Complaints about the chokehold aren’t new to California or elsewhere. Between 1975 and 1982, 16 people died from chokeholds delivered by officers of the Los Angeles Police Department, 12 of them Black men. “There was a pattern to it,” said Earl Ofari Hutchinson, director of the Los Angeles Urban Policy Roundtable. “You had the police continuing to use this chokehold and the victims were young African-American males. People were saying, ‘You are targeting us with a hold that has deadly consequence.’ ” The police chief at the time, Daryl Gates, made matters worse in 1982 when he said, ''It seems to me that we may be finding that in some Blacks when [the chokehold] is applied, the veins or the arteries do not open as fast as they do on normal people.'' The NAACP sought his suspension for that and other behavior, but Gates continued with the department for another decade.
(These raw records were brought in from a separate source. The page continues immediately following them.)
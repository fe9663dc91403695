use auction_builder::{cli, config, error, export, inventory, logging, pricing, review, sheet};
use auction_builder_common::{parse_legacy_settings, AuctionSheet, HotkeySlot};
use clap::Parser;
use cli::{Cli, Commands};
use config::{Config, ExportSettings, Overrides};
use error::{AuctionBuilderError, Result};

#[tokio::main]
async fn main() -> Result<()> {
    let cli = Cli::parse();
    logging::init(cli.verbose);
    let mut config = Config::load()?;

    match cli.command {
        Commands::Import { inventory, output, auctions } => {
            println!("📦 auction-builder - インポート\n");

            let overrides = Overrides { inventory, auctions, ..Default::default() };
            let auction_sheet = import_sheet(&config.with_overrides(&overrides), cli.verbose, 2).await?;

            println!("[2/2] シートを保存中...");
            sheet::save_sheet(&output, &auction_sheet)?;
            println!("✔ シートを保存: {}", output.display());

            println!("\n✅ インポート完了");
        }

        Commands::Review { sheet, output } => {
            println!("📝 auction-builder - レビュー\n");
            review::run_interactive_review(&sheet, output.as_deref())?;
        }

        Commands::Export { sheet, ini, page, button, dry_run } => {
            println!("📄 auction-builder - エクスポート\n");

            let overrides = Overrides { ini, page, button, ..Default::default() };
            let settings = config.with_overrides(&overrides).export_settings()?;

            let mut auction_sheet = sheet::load_sheet(&sheet)?;
            println!("[1/1] iniに書き込み中...");
            export_sheet(&mut config, &mut auction_sheet, &settings, dry_run)?;

            println!("\n✅ エクスポート完了");
        }

        Commands::Run { inventory, ini, page, button, auctions, review, sheet, dry_run } => {
            println!("🚀 auction-builder - 一括処理\n");

            let overrides = Overrides { inventory, ini, page, button, auctions };
            let run_config = config.with_overrides(&overrides);
            // 価格取得の前に検証しておく
            let settings = run_config.export_settings()?;

            let mut auction_sheet = import_sheet(&run_config, cli.verbose, 4).await?;

            println!("[2/4] シートを保存中...");
            let sheet_path = sheet.unwrap_or_else(sheet::default_sheet_path);
            sheet::save_sheet(&sheet_path, &auction_sheet)?;
            println!("✔ シートを保存: {}\n", sheet_path.display());

            if review {
                println!("[3/4] レビュー中...");
                let stats = review::review_sheet(&mut auction_sheet)?;
                sheet::save_sheet(&sheet_path, &auction_sheet)?;
                println!("✔ 除外 {}件 / 価格入力 {}件\n", stats.excluded, stats.priced);
            } else {
                println!("[3/4] レビューをスキップ\n");
            }

            println!("[4/4] iniに書き込み中...");
            export_sheet(&mut config, &mut auction_sheet, &settings, dry_run)?;

            println!("\n✅ 完了");
        }

        Commands::Config {
            show,
            set_inventory,
            set_ini,
            set_page,
            set_button,
            set_auctions,
            set_url,
            set_timeout,
            accept_invalid_certs,
            import_legacy,
        } => {
            let mut changed = false;

            if let Some(path) = import_legacy {
                if !path.exists() {
                    return Err(AuctionBuilderError::MissingFile(path.display().to_string()));
                }
                let legacy = parse_legacy_settings(&std::fs::read_to_string(&path)?)?;
                let added = config.apply_legacy(legacy);
                println!("✔ 旧設定を取り込みました（除外 {}件追加）", added);
                changed = true;
            }
            if let Some(path) = set_inventory {
                config.inventory_path = path.display().to_string();
                changed = true;
            }
            if let Some(path) = set_ini {
                config.ini_path = path.display().to_string();
                changed = true;
            }
            if let Some(page) = set_page {
                config.hotkey_page = page;
                changed = true;
            }
            if let Some(button) = set_button {
                config.hotkey_button = button;
                changed = true;
            }
            if let Some(count) = set_auctions {
                config.auction_count = count;
                changed = true;
            }
            if let Some(url) = set_url {
                config.auction_url = url;
                changed = true;
            }
            if let Some(secs) = set_timeout {
                config.timeout_seconds = secs;
                changed = true;
            }
            if let Some(accept) = accept_invalid_certs {
                config.accept_invalid_certs = accept;
                changed = true;
            }

            if changed {
                config.save()?;
                println!("✔ 設定を保存しました: {}", Config::config_path()?.display());
            }

            if show || !changed {
                print_config(&config);
            }
        }

        Commands::Exclude { add, remove, list } => {
            let added = config.add_exclusions(add);
            let removed = config.remove_exclusions(&remove);
            if added > 0 || removed > 0 {
                config.save()?;
                println!("✔ 除外リストを更新しました（追加 {}件 / 削除 {}件）", added, removed);
            }

            if list || (added == 0 && removed == 0) {
                println!("除外リスト ({}件):", config.exclusions.len());
                for name in &config.exclusions {
                    println!("  {}", name);
                }
            }
        }

        Commands::Preview { sheet, page, button } => {
            let overrides = Overrides { page, button, ..Default::default() };
            let slot = config.with_overrides(&overrides).hotkey_slot()?;

            let mut auction_sheet = sheet::load_sheet(&sheet)?;
            export::apply_config_exclusions(&mut auction_sheet.items, &config.exclusions);
            for line in export::preview_macros(&auction_sheet.items, &slot)? {
                println!("{}", line);
            }
        }
    }

    Ok(())
}

/// インベントリ読み込みと価格取得（ステップ1）
async fn import_sheet(config: &Config, verbose: bool, steps: usize) -> Result<AuctionSheet> {
    let settings = config.import_settings()?;

    println!("[1/{}] インベントリを読み込み中...", steps);
    let items = inventory::load_inventory(&settings.inventory_path, &settings.exclusions)?;
    println!("✔ {}件の出品候補を検出", items.len());

    let source = pricing::HttpAuctionSource::new(&settings.fetch)?;
    let outcome = pricing::price_items(&items, &source, settings.auction_count, verbose).await;
    if outcome.failures > 0 {
        println!("⚠ {}件の価格取得に失敗（unknown）", outcome.failures);
    }
    println!("✔ 価格取得完了\n");

    Ok(AuctionSheet::new(chrono::Utc::now().to_rfc3339(), outcome.items))
}

/// シートをiniに書き込み、除外した名前を除外リストに保存
fn export_sheet(
    config: &mut Config,
    auction_sheet: &mut AuctionSheet,
    settings: &ExportSettings,
    dry_run: bool,
) -> Result<()> {
    export::apply_config_exclusions(&mut auction_sheet.items, &config.exclusions);

    let options = export::ExportOptions { dry_run };
    let summary = export::export_macros(&auction_sheet.items, &settings.ini_path, &settings.slot, &options)?;

    if dry_run {
        for line in &summary.lines {
            println!("  {}", line);
        }
        println!("✔ dry-run: {}件 / {}ボタン（{}行を置き換え予定）", summary.exported, summary.buttons, summary.replaced_lines);
        return Ok(());
    }

    println!(
        "✔ {}件を Page{} Button{}〜{} に書き込み: {}",
        summary.exported,
        settings.slot.page,
        summary.first_button,
        summary.last_button,
        settings.ini_path.display()
    );

    let added = config.add_exclusions(summary.excluded_names);
    if added > 0 {
        config.save()?;
        println!("✔ 除外リストに{}件追加", added);
    }
    Ok(())
}

fn print_config(config: &Config) {
    let or_unset = |s: &str| if s.is_empty() { "未設定".to_string() } else { s.to_string() };
    println!("設定:");
    println!("  インベントリ: {}", or_unset(&config.inventory_path));
    println!("  ini: {}", or_unset(&config.ini_path));
    println!("  ページ/ボタン: {}", HotkeySlot::new(config.hotkey_page, config.hotkey_button));
    println!("  落札件数: {}", config.auction_count);
    println!("  URL: {}", config.auction_url);
    println!("  タイムアウト: {}秒", config.timeout_seconds);
    println!("  証明書検証: {}", if config.accept_invalid_certs { "無効" } else { "有効" });
    println!("  除外: {}件", config.exclusions.len());
}
pub mod cli;
pub mod config;
pub mod error;
pub mod export;
pub mod inventory;
pub mod logging;
pub mod pricing;
pub mod review;
pub mod sheet;
//! レビューシートExcel生成（共通ライブラリ）
//!
//! 1行目が見出し、2行目以降が `Item | ID | Price | Exclude`。

use super::{SHEET_HEADERS, SHEET_NAME};
use crate::types::{AuctionItem, Price};
use rust_xlsxwriter::*;

/// 列幅（px）
const COLUMN_WIDTHS: [u32; 4] = [220, 70, 70, 60];

/// レビューシートをバッファに生成
pub fn generate_sheet_buffer(items: &[AuctionItem]) -> Result<Vec<u8>, String> {
    let mut workbook = Workbook::new();

    let header_format = Format::new()
        .set_bold()
        .set_background_color(Color::RGB(0xF5F5F5))
        .set_border(FormatBorder::Thin)
        .set_border_color(Color::RGB(0xAAAAAA));

    let worksheet = workbook.add_worksheet();
    worksheet.set_name(SHEET_NAME)
        .map_err(|e| format!("シート名設定エラー: {}", e))?;

    for (col, width) in COLUMN_WIDTHS.iter().enumerate() {
        worksheet.set_column_width_pixels(col as u16, *width)
            .map_err(|e| format!("列幅設定エラー: {}", e))?;
    }

    for (col, header) in SHEET_HEADERS.iter().enumerate() {
        worksheet.write_string_with_format(0, col as u16, *header, &header_format)
            .map_err(|e| format!("見出し書き込みエラー: {}", e))?;
    }
    worksheet.set_freeze_panes(1, 0)
        .map_err(|e| format!("ウィンドウ枠固定エラー: {}", e))?;

    for (idx, item) in items.iter().enumerate() {
        let row = idx as u32 + 1;
        worksheet.write_string(row, 0, &item.name)
            .map_err(|e| format!("値書き込みエラー: {}", e))?;
        // IDは先頭ゼロを保つため文字列で書く
        worksheet.write_string(row, 1, &item.id)
            .map_err(|e| format!("値書き込みエラー: {}", e))?;
        match item.price {
            Price::Known(v) => worksheet.write_number(row, 2, v as f64),
            Price::Unknown => worksheet.write_string(row, 2, crate::types::UNKNOWN_PRICE),
        }
        .map_err(|e| format!("値書き込みエラー: {}", e))?;
        worksheet.write_boolean(row, 3, item.excluded)
            .map_err(|e| format!("値書き込みエラー: {}", e))?;
    }

    workbook.save_to_buffer()
        .map_err(|e| format!("Excel保存エラー: {}", e))
}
Though they obviously can be lethal, the chokehold and knees on necks are just symptoms of the problems with modern policing nationwide. A far stickier problem is how to root out racists and keep chiefs like Gates and rank-and-filers like Chauvin from remaining on duty for decades in police departments throughout the nation. And also how to keep them from getting jobs with new departments after being fired despite their records of abuse of power, excessive force, or other wrongdoing in their interactions with the people they are supposed to protect.

As Goff points out, we’re not going to fix the situation with just three DOJ investigations each year of the thousands of U.S. police departments. We desperately need that realignment toward more nurturing investments that he lays out as substitutes for yet more investment in punishment. Every political candidate—whether running for city council or the presidency—should not be allowed to evade answering the question that Wagner asked: Will policing in the 21st century look different than it did in the 20th and 19th centuries? There’s no excuse for continuing down the same path we’ve traveled for hundreds of years.

Whether it’s Minneapolis or Albuquerque or Pittsburgh or East Haven or Seattle or New Orleans or Meridian or Los Angeles County or Maricopa County, consent decrees may well be “better than nothing.” But another dash of weak sauce just isn’t enough.